ラットのメタンフェタミンによる条件性場所選好に及ぼす副腎摘除の効果
スポンサーリンク
概要
- 論文の詳細を見る
近年、依存性薬物の活動性昂進作用や強化効果には、視床下部-下垂体-副腎皮質ストレス反応(HPA)系が深く関与していることが示唆されている。そこで本研究ではメタンフェタミン(MAP)による条件性場所選好(CPP)に及ぼすADXの影響を検討した。まずはじめに、Wistar-Imamichi系雄ラット(90日齢)を、副腎摘除(ADX)群(n=30)、偽損傷(Sham)群(n=30)に振り分け、すべての被験体について血中CORTのベースレベル測定のための採血を行った。

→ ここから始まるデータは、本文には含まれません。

//! Remote answering of recall questions.
//!
//! The model is asked for `{"ids": [...], "answer": "..."}` but frequently
//! wraps it in prose or code fences, or ignores the format entirely. Parsing
//! therefore runs a chain of increasingly loose strategies:
//!
//! 1. the whole reply as strict JSON
//! 2. the first balanced `{...}` fragment as strict JSON
//! 3. bracketed ids like `[3]`, else bare integers
//!
//! An object carrying an `ids` key ends the chain, even when the list is
//! empty. Ids are scraped only from prose: from the reply itself, or from the
//! `answer` of an object without `ids`. Ids the index does not contain are
//! dropped.

use std::collections::HashSet;

use regex::Regex;
use serde_json::Value;
use tracing::{debug, instrument};

use vault_core::defaults::RECALL_LIMIT;
use vault_core::{Error, IndexEntry, NoteId, QueryResult, Result};
use vault_inference::{FailureReason, RemoteClient};

use crate::index::render_index;
use crate::scorer::summarize;

/// Ids and answer text recovered from a reply, before filtering.
#[derive(Debug, Clone, PartialEq, Eq)]
pub struct ParsedReply {
    pub ids: Vec<NoteId>,
    pub answer: String,
    pub reason: Option<String>,
}

/// Prompt asking the remote model to answer from the index.
pub fn recall_prompt(question: &str, index_block: &str) -> String {
    format!(
        "You are Memory, the recall assistant for a personal notes vault.\n\
         Each line below describes one note as `[id] title | tags | preview`.\n\n\
         {index}\n\n\
         Question: {question}\n\n\
         Reply with strict JSON only, in the form \
         {{\"ids\": [numbers], \"answer\": \"...\", \"reason\": \"optional\"}}. \
         List the ids of up to {limit} notes that answer the question, most relevant first. \
         In the answer, cite notes by id in brackets, like [3]. \
         If no note is relevant, return an empty ids list.",
        index = index_block,
        question = question.trim(),
        limit = RECALL_LIMIT,
    )
}

/// Note id from a JSON number or numeric string.
fn coerce_id(value: &Value) -> Option<NoteId> {
    match value {
        Value::Number(n) => n
            .as_i64()
            .or_else(|| n.as_f64().filter(|f| f.fract() == 0.0).map(|f| f as i64)),
        Value::String(s) => s.trim().trim_start_matches('#').parse().ok(),
        _ => None,
    }
}

/// A JSON object recovered from a reply. `ids` is `None` when the key is absent.
#[derive(Debug)]
struct ObjectReply {
    ids: Option<Vec<NoteId>>,
    answer: String,
    reason: Option<String>,
}

/// Strict parse of `text` as one JSON object.
fn parse_strict(text: &str) -> Option<ObjectReply> {
    let value: Value = serde_json::from_str(text.trim()).ok()?;
    let obj = value.as_object()?;
    let ids = obj.get("ids").map(|ids| match ids {
        Value::Array(items) => items.iter().filter_map(coerce_id).collect(),
        single => coerce_id(single).into_iter().collect(),
    });
    let text_field = |key: &str| {
        obj.get(key)
            .and_then(Value::as_str)
            .map(|s| s.trim().to_string())
    };
    Some(ObjectReply {
        ids,
        answer: text_field("answer").unwrap_or_default(),
        reason: text_field("reason").filter(|r| !r.is_empty()),
    })
}

/// End offset (exclusive) of the object opening at `start`, if it closes.
///
/// Braces inside string literals are ignored.
fn balanced_object_end(text: &str, start: usize) -> Option<usize> {
    let mut depth = 0usize;
    let mut in_string = false;
    let mut escaped = false;

    for (offset, c) in text[start..].char_indices() {
        if in_string {
            match c {
                _ if escaped => escaped = false,
                '\\' => escaped = true,
                '"' => in_string = false,
                _ => {}
            }
            continue;
        }
        match c {
            '"' => in_string = true,
            '{' => depth += 1,
            '}' => {
                depth = depth.checked_sub(1)?;
                if depth == 0 {
                    return Some(start + offset + 1);
                }
            }
            _ => {}
        }
    }
    None
}

/// Strict parse of the balanced `{...}` fragments in `text`.
///
/// The first fragment with an `ids` key wins; otherwise the first object.
fn parse_fragment(text: &str) -> Option<ObjectReply> {
    let mut first = None;
    for (start, _) in text.match_indices('{') {
        let Some(end) = balanced_object_end(text, start) else {
            continue;
        };
        if let Some(reply) = parse_strict(&text[start..end]) {
            if reply.ids.is_some() {
                return Some(reply);
            }
            if first.is_none() {
                first = Some(reply);
            }
        }
    }
    first
}

/// Reply parser. Holds the compiled patterns for loose id recovery.
#[derive(Debug, Clone)]
pub struct ReplyParser {
    bracketed: Regex,
    bare: Regex,
}

impl ReplyParser {
    pub fn new() -> Result<Self> {
        let compile = |pattern: &str| {
            Regex::new(pattern).map_err(|e| Error::Internal(format!("Invalid id pattern: {}", e)))
        };
        Ok(Self {
            bracketed: compile(r"\[\s*#?(\d{1,9})\s*\]")?,
            bare: compile(r"\b(\d{1,9})\b")?,
        })
    }

    /// Run the parse chain. `None` when no strategy recovers any id.
    pub fn parse(&self, text: &str) -> Option<ParsedReply> {
        let text = text.trim();
        match parse_strict(text).or_else(|| parse_fragment(text)) {
            Some(ObjectReply {
                ids: Some(ids),
                answer,
                reason,
            }) => (!ids.is_empty()).then_some(ParsedReply {
                ids,
                answer,
                reason,
            }),
            Some(ObjectReply {
                ids: None,
                answer,
                reason,
            }) => self
                .parse_loose(&answer)
                .map(|loose| ParsedReply { reason, ..loose }),
            None => self.parse_loose(text),
        }
    }

    /// Ids scraped from free text; the whole text becomes the answer.
    fn parse_loose(&self, text: &str) -> Option<ParsedReply> {
        let scrape = |re: &Regex| -> Vec<NoteId> {
            re.captures_iter(text)
                .filter_map(|c| c.get(1)?.as_str().parse().ok())
                .collect()
        };
        let mut ids = scrape(&self.bracketed);
        if ids.is_empty() {
            ids = scrape(&self.bare);
        }
        if ids.is_empty() {
            return None;
        }
        Some(ParsedReply {
            ids,
            answer: text.to_string(),
            reason: None,
        })
    }
}

/// Keep ids present in `index`, first occurrence only, at most [`RECALL_LIMIT`].
pub fn filter_known_ids(ids: &[NoteId], index: &[IndexEntry]) -> Vec<NoteId> {
    let known: HashSet<NoteId> = index.iter().map(|e| e.id).collect();
    let mut seen = HashSet::new();
    ids.iter()
        .copied()
        .filter(|id| known.contains(id) && seen.insert(*id))
        .take(RECALL_LIMIT)
        .collect()
}

/// Answers recall questions through the remote model.
#[derive(Debug, Clone)]
pub struct QueryAnswerer {
    remote: RemoteClient,
    parser: ReplyParser,
}

impl QueryAnswerer {
    pub fn new(remote: RemoteClient) -> Result<Self> {
        Ok(Self {
            remote,
            parser: ReplyParser::new()?,
        })
    }

    /// Answer `question` from `index`.
    ///
    /// Every failure is reported as a [`FailureReason`]; raw replies and parse
    /// errors never reach the caller.
    #[instrument(skip(self, question, index), fields(subsystem = "memory", component = "answerer", op = "answer", entries = index.len()))]
    pub async fn answer(
        &self,
        question: &str,
        index: &[IndexEntry],
    ) -> std::result::Result<QueryResult, FailureReason> {
        let prompt = recall_prompt(question, &render_index(index));
        let text = self.remote.complete_json(&prompt).await.into_result()?;

        let parsed = self.parser.parse(&text).ok_or_else(|| {
            FailureReason::Unusable(format!("no note ids in {} char reply", text.len()))
        })?;
        let matched_ids = filter_known_ids(&parsed.ids, index);
        if matched_ids.is_empty() {
            return Err(FailureReason::Unusable(format!(
                "none of {} returned ids are in the index",
                parsed.ids.len()
            )));
        }

        if let Some(reason) = &parsed.reason {
            debug!(reason = %reason, "Remote recall reason");
        }

        let answer = if parsed.answer.is_empty() {
            let matched: Vec<&IndexEntry> = matched_ids
                .iter()
                .filter_map(|id| index.iter().find(|e| e.id == *id))
                .collect();
            summarize(matched)
        } else {
            parsed.answer
        };

        debug!(result_count = matched_ids.len(), "Remote recall parsed");
        Ok(QueryResult {
            matched_ids,
            answer,
        })
    }
}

翌日、SAL、MAP 0.5mg/kg、MAP 1.0mg/kgのいずれかを腹腔内投与し、その5分後に小動物自動運動解析装置により活動性を30分間測定し、測定終了直後に採血を行った。その結果、ADXによって血中CORTのベースレベルおよび新奇場面ストレス誘発性の増加が抑制され、MAPによる活動性昂進作用に対する抑制効果が見られた。活動性測定の翌日から、CPP実験を行った。被験体を10日間にわたってSALと薬物で交互に場所条件づけし、11日目には中央の部屋に条件づけした。12日目に選好テストを行った。その結果、偽損傷群においてはSAL投与群に比べて、MAP投与群では薬物コンパートメントに対する場所選好がみられたが、ADXによりその選好性は抑制された。以上の結果から、ADXによる血中CORTレベルの抑制によって、MAPによる活動性促進作用および条件性場所選好に対する抑制効果が認められ、HPA系とMAPによる活動性促進作用および強化効果との関連が示唆された。